Package · jwt

Asymmetric keys (RSA & ECDSA)

When the party that verifies a token shouldn’t be able to forge one, use asymmetric signing: a private key signs, and a freely shareable public key verifies. This guide covers RSA (RS*) and ECDSA (ES*), and the one extra step they require — a kid.

The kid is required

Unlike HMAC, decode() selects an asymmetric verifying key by kid (Key ID) from the header. So when you sign, you must give the PrivateKey a kid, and when you verify, you must key the list by that same id.

No kid, no verification

For any RS*/ES* token, a missing kid in the header throws “Token header is missing ‘kid’”, and a kid with no matching key throws “Key with ‘kid’=… was not found”. Always set the third PrivateKey argument for asymmetric signing.

RSA: sign and verify

Generate a pair (see Installation), then:

sign-rsa.php
<?php

use Flytachi\Jwt\JWT;
use Flytachi\Jwt\Entity\JwtPayload;
use Flytachi\Jwt\Entity\PrivateKey;

$privateKey = openssl_pkey_get_private(file_get_contents('private.pem'));

$token = JWT::encode(
  new JwtPayload(['sub' => 'user-42', 'exp' => time() + 3600]),
  new PrivateKey($privateKey, 'RS256', 'rsa-key-1') // 3rd arg = kid
);

Verify with the public key, keyed by the same kid:

verify-rsa.php
<?php

use Flytachi\Jwt\JWT;
use Flytachi\Jwt\Entity\PublicKey;

$publicKey = openssl_pkey_get_public(file_get_contents('public.pem'));

$payload = JWT::decode($token, [
  'rsa-key-1' => new PublicKey($publicKey, 'RS256'),
]);

echo $payload->getClaim('sub'); // user-42

ECDSA: smaller keys, same flow

ECDSA gives you much shorter keys and signatures for equivalent security. The code is identical apart from the algorithm and curve:

php
use Flytachi\Jwt\JWT;
use Flytachi\Jwt\Entity\JwtPayload;
use Flytachi\Jwt\Entity\PrivateKey;
use Flytachi\Jwt\Entity\PublicKey;

$privateKey = openssl_pkey_get_private(file_get_contents('ec-private.pem'));
$token = JWT::encode(
  new JwtPayload(['sub' => 'user-42', 'exp' => time() + 3600]),
  new PrivateKey($privateKey, 'ES256', 'ec-key-1')
);

$publicKey = openssl_pkey_get_public(file_get_contents('ec-public.pem'));
$payload = JWT::decode($token, [
  'ec-key-1' => new PublicKey($publicKey, 'ES256'),
]);

Curves map to algorithms

ES256 needs a P-256 key, ES384 a P-384 key, and ES512 a P-521 key. The library converts ECDSA’s raw signature to ASN.1 DER for OpenSSL automatically — see the Security model. Generate curves as shown in Installation.
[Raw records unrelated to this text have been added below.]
//! Trait implementations for primitive element types.

use super::view_le_bytes;
use crate::{ArrayData, DType, ReadableElement, WritableElement};
use byteorder::{ByteOrder, LittleEndian};
use std::borrow::Cow;
use std::slice;

macro_rules! impl_primitive_multi_byte {
    ($elem:ty, $dtype:ident, $read_into:ident, $write_into:ident) => {
        impl WritableElement for $elem {
            fn dtype() -> DType {
                DType::$dtype
            }

            fn write_slice(slice: &[Self], out: &mut [u8]) {
                LittleEndian::$write_into(slice, out);
            }
        }

        impl ReadableElement for $elem {
            fn read_le_slice(bytes: &[u8]) -> Cow<'_, [Self]> {
                // Every bit pattern is a valid value of this type.
                match unsafe { view_le_bytes::<Self>(bytes) } {
                    Some(view) => Cow::Borrowed(view),
                    None => {
                        let mut out = vec![0 as $elem; bytes.len() / std::mem::size_of::<Self>()];
                        LittleEndian::$read_into(bytes, &mut out);
                        Cow::Owned(out)
                    }
                }
            }

            fn into_data(elems: Cow<'_, [Self]>) -> ArrayData<'_> {
                ArrayData::$dtype(elems)
            }

            fn data_as_slice<'s>(data: &'s ArrayData<'_>) -> Option<&'s [Self]> {
                match data {
                    ArrayData::$dtype(elems) => Some(&**elems),
                    _ => None,
                }
            }
        }
    };
}

impl WritableElement for u8 {
    fn dtype() -> DType {
        DType::U8
    }

    fn write_slice(slice: &[Self], out: &mut [u8]) {
        out.copy_from_slice(slice);
    }
}

impl ReadableElement for u8 {
    fn read_le_slice(bytes: &[u8]) -> Cow<'_, [Self]> {
        Cow::Borrowed(bytes)
    }

    fn into_data(elems: Cow<'_, [Self]>) -> ArrayData<'_> {
        ArrayData::U8(elems)
    }

    fn data_as_slice<'s>(data: &'s ArrayData<'_>) -> Option<&'s [Self]> {
        match data {
            ArrayData::U8(elems) => Some(&**elems),
            _ => None,
        }
    }
}

impl WritableElement for i8 {
    fn dtype() -> DType {
        DType::I8
    }

    fn write_slice(slice: &[Self], out: &mut [u8]) {
        for (byte, &elem) in out.iter_mut().zip(slice) {
            *byte = elem as u8;
        }
    }
}

impl ReadableElement for i8 {
    fn read_le_slice(bytes: &[u8]) -> Cow<'_, [Self]> {
        // `i8` has the same size and alignment as `u8`, and every byte is a
        // valid `i8`.
        Cow::Borrowed(unsafe { slice::from_raw_parts(bytes.as_ptr().cast::<i8>(), bytes.len()) })
    }

    fn into_data(elems: Cow<'_, [Self]>) -> ArrayData<'_> {
        ArrayData::I8(elems)
    }

    fn data_as_slice<'s>(data: &'s ArrayData<'_>) -> Option<&'s [Self]> {
        match data {
            ArrayData::I8(elems) => Some(&**elems),
            _ => None,
        }
    }
}

impl_primitive_multi_byte!(u16, U16, read_u16_into, write_u16_into);
impl_primitive_multi_byte!(i16, I16, read_i16_into, write_i16_into);
impl_primitive_multi_byte!(u32, U32, read_u32_into, write_u32_into);
impl_primitive_multi_byte!(i32, I32, read_i32_into, write_i32_into);
impl_primitive_multi_byte!(f32, F32, read_f32_into, write_f32_into);
impl_primitive_multi_byte!(f64, F64, read_f64_into, write_f64_into);
//! # sparsefmt: sparse matrix format conversion
//!
//! Re-expresses the same matrix, the same set of (row, column, value)
//! entries, in different storage layouts without losing numeric content.
//!
//! ## Formats
//!
//! - **COO**: explicit triplets, any order, duplicates allowed
//! - **CSR**: row pointers into column/value arrays; the hub format
//! - **DIA**: one padded strip per occupied diagonal
//! - **ELL**: fixed slots per row, padded with a sentinel column
//! - **HYB**: ELL for the first K entries of each row, COO for the rest
//! - **Dense**: every cell, row- or column-major
//!
//! ## Conversions
//!
//! Direct routines exist for COO → CSR/Dense, CSR → everything,
//! DIA/ELL/HYB → CSR and Dense → COO/CSR. Every routine runs a sizing pass
//! and then fills buffers allocated once at their final size.
//!
//! ```
//! use sparsefmt::{SparseMatrixCOO, Orientation};
//!
//! let coo = SparseMatrixCOO::new(3, 3, vec![0, 1, 2], vec![0, 1, 2], vec![1.0, 2.0, 3.0]);
//! let csr = coo.to_csr();
//! assert_eq!(csr.row_ptr, vec![0, 1, 2, 3]);
//!
//! let dia = csr.to_dia(16).unwrap();
//! assert_eq!(dia.diag_offsets, vec![0]);
//!
//! let dense = dia.to_csr().to_dense(Orientation::RowMajor);
//! assert_eq!(dense[(2, 2)], 3.0);
//! ```
//!
//! Any pair of formats can be bridged through [`AnyMatrix::convert`]:
//!
//! ```
//! use sparsefmt::{AnyMatrix, ConversionConfig, SparseFormat, SparseMatrixCSR, MatrixShape};
//!
//! let csr = SparseMatrixCSR::<f64>::identity(4);
//! let config = ConversionConfig::for_entries_per_row(1);
//!
//! let hyb = AnyMatrix::from(csr).convert(SparseFormat::Hyb, &config).unwrap();
//! let dia = hyb.convert(SparseFormat::Dia, &config).unwrap();
//! assert_eq!(dia.nnz(), 4);
//! ```
//!
//! Conversions do not check index ranges. Matrices built with `new` or
//! `try_new` are validated up front; matrices assembled by hand from public
//! fields are trusted.

pub mod constants;
pub mod error;
pub mod matrix;
pub mod utils;

// Re-export primary components
pub use error::{FormatError, Result};
pub use matrix::{
    AnyMatrix, ConversionConfig, DenseMatrix, MatrixShape, Orientation, SparseFormat,
    SparseMatrixCOO, SparseMatrixCSR, SparseMatrixDIA, SparseMatrixELL, SparseMatrixHYB,
    StridedBuffer,
};
pub use utils::{
    from_ndarray, from_sprs_csr, from_sprs_triplets, to_ndarray, to_sprs_csr, to_sprs_triplets,
};

/// Version information for the sparsefmt library
pub const VERSION: &str = env!("CARGO_PKG_VERSION");
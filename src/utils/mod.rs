//! Utility functions and helpers

pub mod formats;

pub use formats::{
    from_ndarray, from_sprs_csr, from_sprs_triplets, to_ndarray, to_sprs_csr, to_sprs_triplets,
};

/// Computes an exclusive prefix sum (scan) for a vector
///
/// Turns per-row entry counts into CSR row pointers.
pub fn exclusive_scan(input: &[usize]) -> Vec<usize> {
    let mut result = Vec::with_capacity(input.len() + 1);
    let mut sum = 0;

    result.push(0); // First element is always 0

    for &val in input {
        sum += val;
        result.push(sum);
    }

    result
}

/// Rounds `n_rows` up to the next multiple of `alignment`
///
/// This is the per-slot length of DIA and ELL buffers. `alignment` must be
/// non-zero; callers check it before getting here.
#[inline]
pub fn aligned_stride(n_rows: usize, alignment: usize) -> usize {
    alignment * ((n_rows + alignment - 1) / alignment)
}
Serve your public keys as a JWKS

Because the public key is safe to publish, the common pattern is to expose it as a JSON Web Key Set that verifiers fetch. You can build one entry from a parsed key, or just publish the standard fields your keys already have:

json
{
"keys": [
  {
    "kty": "RSA",
    "alg": "RS256",
    "kid": "rsa-key-1",
    "use": "sig",
    "n": "0vx7agoebGcQ...",
    "e": "AQAB"
  }
]
}

Consumers then verify without ever touching your private key — see Verifying with JWKS.

Choosing RSA vs ECDSA

RSA (RS*) ECDSA (ES*)
Key size (comparable security) 2048–4096 bit 256–521 bit
Signature size large small
Sign speed slower faster
Verify speed fast fast
Ubiquity universal very wide

Pick RSA for maximum interoperability with older systems; pick ECDSA for smaller tokens and faster signing. Both keep the private key private.